Work request –
The answer must consist of every line in the data that contains "base".

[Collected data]
//! Error types for the toolchat domain.
//!
//! Uses `thiserror` for ergonomic error definitions.
//! Each bounded context has its own error variant.

use thiserror::Error;

/// The top-level error type for all toolchat operations.
#[derive(Debug, Error)]
pub enum Error {
    // --- Provider errors ---
    #[error("Provider error: {0}")]
    Provider(#[from] ProviderError),

    // --- Tool errors ---
    #[error("Tool error: {0}")]
    Tool(#[from] ToolError),

    // --- Configuration errors ---
    #[error("Configuration error: {message}")]
    Config { message: String },

    // --- Serialization ---
    #[error("Serialization error: {0}")]
    Serialization(#[from] serde_json::Error),

    // --- Generic ---
    #[error("Internal error: {0}")]
    Internal(String),
}

impl Error {
    /// Shorthand for a configuration error.
    pub fn config(message: impl Into<String>) -> Self {
        Self::Config {
            message: message.into(),
        }
    }
}

/// Result type alias using our Error.
pub type Result<T> = std::result::Result<T, Error>;

// --- Bounded context errors ---

#[derive(Debug, Clone, Error)]
pub enum ProviderError {
    #[error("API request failed: {message} (status: {status_code})")]
    ApiError { status_code: u16, message: String },

    #[error("Rate limited by provider, retry after {retry_after_secs}s")]
    RateLimited { retry_after_secs: u64 },

    #[error("Authentication failed: {0}")]
    AuthenticationFailed(String),

    #[error("Invalid request: {0}")]
    InvalidRequest(String),

    #[error("Stream interrupted: {0}")]
    StreamInterrupted(String),

    #[error("Request timed out: {0}")]
    Timeout(String),

    #[error("Network error: {0}")]
    Network(String),
}

#[derive(Debug, Error)]
pub enum ToolError {
    #[error("Tool not found: {0}")]
    NotFound(String),

    #[error("Tool execution failed: {tool_name}: {reason}")]
    ExecutionFailed { tool_name: String, reason: String },

    #[error("Invalid tool arguments: {0}")]
    InvalidArguments(String),
}

#[cfg(test)]
mod tests {
    use super::*;

    #[test]
    fn provider_error_displays_correctly() {
        let err = Error::Provider(ProviderError::ApiError {
            status_code: 429,
            message: "Too many requests".into(),
        });
        assert!(err.to_string().contains("429"));
        assert!(err.to_string().contains("Too many requests"));
    }

    #[test]
    fn tool_error_displays_correctly() {
        let err = Error::Tool(ToolError::ExecutionFailed {
            tool_name: "wikipedia".into(),
            reason: "connection refused".into(),
        });
        assert!(err.to_string().contains("wikipedia"));
        assert!(err.to_string().contains("connection refused"));
    }

    #[test]
    fn config_shorthand() {
        let err = Error::config("OPENAI_API_MODEL is not set");
        assert!(matches!(err, Error::Config { .. }));
        assert!(err.to_string().contains("OPENAI_API_MODEL"));
    }
}
impl AppConfig {
    /// Load configuration: `.env`, then the config file, then the environment.
    ///
    /// A missing config file is not an error.
    pub fn load(path: Option<&Path>) -> Result<Self, ConfigError> {
        let _ = dotenvy::dotenv();

        let path = path.map(Path::to_path_buf).unwrap_or_else(Self::default_path);
        let mut config = Self::load_from(&path)?;
        config.apply_env(|key| std::env::var(key).ok())?;
        config.validate()?;
        Ok(config)
    }

    /// Load configuration from a specific file path (no environment).
    pub fn load_from(path: &Path) -> Result<Self, ConfigError> {
        if !path.exists() {
            tracing::debug!("No config file found at {}, using defaults", path.display());
            return Ok(Self::default());
        }

        let content = std::fs::read_to_string(path).map_err(|e| ConfigError::ReadError {
            path: path.to_path_buf(),
            reason: e.to_string(),
        })?;

        let config: Self = toml::from_str(&content).map_err(|e| ConfigError::ParseError {
            path: path.to_path_buf(),
            reason: e.to_string(),
        })?;

        config.validate()?;
        Ok(config)
    }

    /// Default config file location: `./toolchat.toml`.
    pub fn default_path() -> PathBuf {
        PathBuf::from("toolchat.toml")
    }

    /// Apply environment overrides through `lookup`.
    pub fn apply_env<F>(&mut self, lookup: F) -> Result<(), ConfigError>
    where
        F: Fn(&str) -> Option<String>,
    {
        if let Some(model) = lookup(ENV_MODEL) {
            self.model = Some(model);
        }
        if let Some(temperature) = lookup(ENV_TEMPERATURE) {
            self.temperature = Some(temperature);
        }
        if let Some(key) = lookup(ENV_API_KEY) {
            self.api_key = Some(key);
        }
        if let Some(base) = lookup(ENV_API_BASE) {
            self.api_base = base;
        }
        if let Some(host) = lookup(ENV_HOST) {
            self.gateway.host = host;
        }
        if let Some(port) = lookup(ENV_PORT) {
            self.gateway.port = port.trim().parse().map_err(|_| {
                ConfigError::ValidationError(format!("{ENV_PORT} must be a port number, got '{port}'"))
            })?;
        }
        Ok(())
    }

    /// Extract the model id and temperature every session needs.
    pub fn model_settings(&self) -> Result<ModelSettings, ConfigError> {
        let model = self
            .model
            .as_deref()
            .map(str::trim)
            .filter(|m| !m.is_empty())
            .ok_or_else(|| ConfigError::Missing(ENV_MODEL.into()))?;

        let temperature = self
            .temperature
            .clone()
            .ok_or_else(|| ConfigError::Missing(ENV_TEMPERATURE.into()))?;

        Ok(ModelSettings {
            model: model.to_string(),
            temperature,
        })
    }

    /// Validate the configuration.
    fn validate(&self) -> Result<(), ConfigError> {
        if self.gateway.port == 0 {
            return Err(ConfigError::ValidationError(
                "gateway.port must be non-zero".into(),
            ));
        }

        if self.agent.max_iterations == 0 {
            return Err(ConfigError::ValidationError(
                "agent.max_iterations must be at least 1".into(),
            ));
        }

        if self.tools.search.max_results == 0 || self.tools.wikipedia.top_k_results == 0 {
            return Err(ConfigError::ValidationError(
                "tool result limits must be at least 1".into(),
            ));
        }

        Ok(())
    }

    /// Check if an API key is available (from config or environment).
    pub fn has_api_key(&self) -> bool {
        self.api_key.is_some()
    }
}
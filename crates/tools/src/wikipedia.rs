//! Wikipedia lookup tool: title search, then intro extracts.

use async_trait::async_trait;
use serde::Deserialize;
use serde::de::DeserializeOwned;
use toolchat_config::WikipediaConfig;
use toolchat_core::error::ToolError;
use toolchat_core::tool::{Tool, ToolResult};
use tracing::{debug, warn};

pub const NAME: &str = "wikipedia";

const NO_RESULT: &str = "No good Wikipedia Search Result was found";

pub struct WikipediaTool {
    client: reqwest::Client,
    api_url: String,
    top_k_results: usize,
    doc_content_chars_max: usize,
}

impl WikipediaTool {
    pub fn new(config: &WikipediaConfig) -> Self {
        Self {
            client: crate::http_client(),
            api_url: format!("https://{}.wikipedia.org/w/api.php", config.lang),
            top_k_results: config.top_k_results,
            doc_content_chars_max: config.doc_content_chars_max,
        }
    }

    /// Point the tool at another MediaWiki endpoint.
    pub fn with_api_url(mut self, url: impl Into<String>) -> Self {
        self.api_url = url.into();
        self
    }

    async fn get<T: DeserializeOwned>(
        &self,
        params: &[(&str, &str)],
    ) -> Result<T, ToolError> {
        self.client
            .get(&self.api_url)
            .query(params)
            .query(&[("format", "json"), ("formatversion", "2")])
            .send()
            .await
            .and_then(|r| r.error_for_status())
            .map_err(|e| crate::request_failed(NAME, e))?
            .json()
            .await
            .map_err(|e| crate::request_failed(NAME, e))
    }

    async fn search_titles(&self, query: &str) -> Result<Vec<String>, ToolError> {
        let limit = self.top_k_results.to_string();
        let response: SearchResponse = self
            .get(&[
                ("action", "query"),
                ("list", "search"),
                ("srsearch", query),
                ("srlimit", limit.as_str()),
            ])
            .await?;
        Ok(response.titles(self.top_k_results))
    }

    async fn summary(&self, title: &str) -> Result<Option<Page>, ToolError> {
        let response: ExtractResponse = self
            .get(&[
                ("action", "query"),
                ("prop", "extracts"),
                ("exintro", "1"),
                ("explaintext", "1"),
                ("redirects", "1"),
                ("titles", title),
            ])
            .await?;
        Ok(response.into_page())
    }
}

#[async_trait]
impl Tool for WikipediaTool {
    fn name(&self) -> &str {
        NAME
    }

    fn description(&self) -> &str {
        "A wrapper around Wikipedia. Useful for when you need to answer general questions about people, places, companies, facts, historical events, or other subjects. Input should be a search query."
    }

    fn parameters_schema(&self) -> serde_json::Value {
        crate::query_schema()
    }

    async fn execute(&self, arguments: serde_json::Value) -> Result<ToolResult, ToolError> {
        let query = crate::query_argument(&arguments)?;
        debug!(query, "Searching Wikipedia");

        let mut pages = Vec::new();
        for title in self.search_titles(query).await? {
            match self.summary(&title).await? {
                Some(page) => pages.push(page),
                None => warn!(title = %title, "Wikipedia page had no extract"),
            }
        }

        Ok(ToolResult {
            call_id: String::new(),
            success: true,
            output: render(&pages, self.doc_content_chars_max),
        })
    }
}

#[derive(Debug, Deserialize)]
struct SearchResponse {
    #[serde(default)]
    query: Option<SearchQuery>,
}

#[derive(Debug, Deserialize)]
struct SearchQuery {
    #[serde(default)]
    search: Vec<SearchHit>,
}

#[derive(Debug, Deserialize)]
struct SearchHit {
    title: String,
}

impl SearchResponse {
    fn titles(self, limit: usize) -> Vec<String> {
        self.query
            .map(|q| q.search.into_iter().take(limit).map(|h| h.title).collect())
            .unwrap_or_default()
    }
}

#[derive(Debug, Deserialize)]
struct ExtractResponse {
    #[serde(default)]
    query: Option<ExtractQuery>,
}

#[derive(Debug, Deserialize)]
struct ExtractQuery {
    #[serde(default)]
    pages: Vec<Page>,
}

#[derive(Debug, Clone, Deserialize)]
struct Page {
    title: String,
    #[serde(default)]
    extract: String,
    #[serde(default)]
    missing: bool,
}

impl ExtractResponse {
    fn into_page(self) -> Option<Page> {
        self.query?
            .pages
            .into_iter()
            .find(|p| !p.missing && !p.extract.trim().is_empty())
    }
}

fn render(pages: &[Page], chars_max: usize) -> String {
    if pages.is_empty() {
        return NO_RESULT.to_string();
    }
    let joined = pages
        .iter()
        .map(|p| format!("Page: {}\nSummary: {}", p.title, p.extract.trim()))
        .collect::<Vec<_>>()
        .join("\n\n");

    match joined.char_indices().nth(chars_max) {
        Some((cut, _)) => joined[..cut].to_string(),
        None => joined,
    }
}

#[cfg(test)]
mod tests {
    use super::*;

    fn page(title: &str, extract: &str) -> Page {
        Page {
            title: title.into(),
            extract: extract.into(),
            missing: false,
        }
    }

    #[test]
    fn search_titles_respect_limit() {
        let response: SearchResponse = serde_json::from_str(
            r#"{"batchcomplete": true, "query": {"searchinfo": {"totalhits": 3},
                "search": [{"ns": 0, "title": "Kyoto"}, {"ns": 0, "title": "Kyoto Station"}, {"ns": 0, "title": "Kyoto Protocol"}]}}"#,
        )
        .unwrap();
        assert_eq!(response.titles(2), vec!["Kyoto", "Kyoto Station"]);
    }

    #[test]
    fn search_without_query_block_is_empty() {
        let response: SearchResponse = serde_json::from_str(r#"{"batchcomplete": true}"#).unwrap();
        assert!(response.titles(3).is_empty());
    }

    #[test]
    fn extract_skips_missing_pages() {
        let missing: ExtractResponse = serde_json::from_str(
            r#"{"query": {"pages": [{"ns": 0, "title": "Nowhere", "missing": true}]}}"#,
        )
        .unwrap();
        assert!(missing.into_page().is_none());

        let found: ExtractResponse = serde_json::from_str(
            r#"{"query": {"pages": [{"pageid": 1, "title": "Kyoto", "extract": "Kyoto is a city in Japan."}]}}"#,
        )
        .unwrap();
        let page = found.into_page().unwrap();
        assert_eq!(page.title, "Kyoto");
        assert_eq!(page.extract, "Kyoto is a city in Japan.");
    }

    #[test]
    fn render_formats_pages() {
        let out = render(
            &[page("Kyoto", "A city."), page("Osaka", "Another city.")],
            4000,
        );
        assert_eq!(
            out,
            "Page: Kyoto\nSummary: A city.\n\nPage: Osaka\nSummary: Another city."
        );
    }

    #[test]
    fn render_truncates_on_char_boundary() {
        let out = render(&[page("東京", "日本の首都")], 12);
        assert_eq!(out.chars().count(), 12);
        assert_eq!(out, "Page: 東京\nSum");
    }

    #[test]
    fn render_without_pages_reports_no_result() {
        assert_eq!(render(&[], 4000), NO_RESULT);
    }

    #[test]
    fn api_url_follows_language() {
        let tool = WikipediaTool::new(&WikipediaConfig {
            lang: "ja".into(),
            top_k_results: 3,
            doc_content_chars_max: 4000,
        });
        assert_eq!(tool.api_url, "https://ja.wikipedia.org/w/api.php");
    }

    #[tokio::test]
    async fn missing_query_returns_error() {
        let tool = WikipediaTool::new(&WikipediaConfig::default());
        let result = tool.execute(serde_json::json!({"q": "typo"})).await;
        assert!(matches!(result, Err(ToolError::InvalidArguments(_))));
    }

    #[tokio::test]
    async fn unreachable_endpoint_is_execution_failure() {
        let tool = WikipediaTool::new(&WikipediaConfig::default())
            .with_api_url("http://127.0.0.1:9/w/api.php");
        let result = tool.execute(serde_json::json!({"query": "Kyoto"})).await;
        assert!(matches!(result, Err(ToolError::ExecutionFailed { .. })));
    }
}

Task answer –
        if let Some(base) = lookup(ENV_API_BASE) {
            self.api_base = base;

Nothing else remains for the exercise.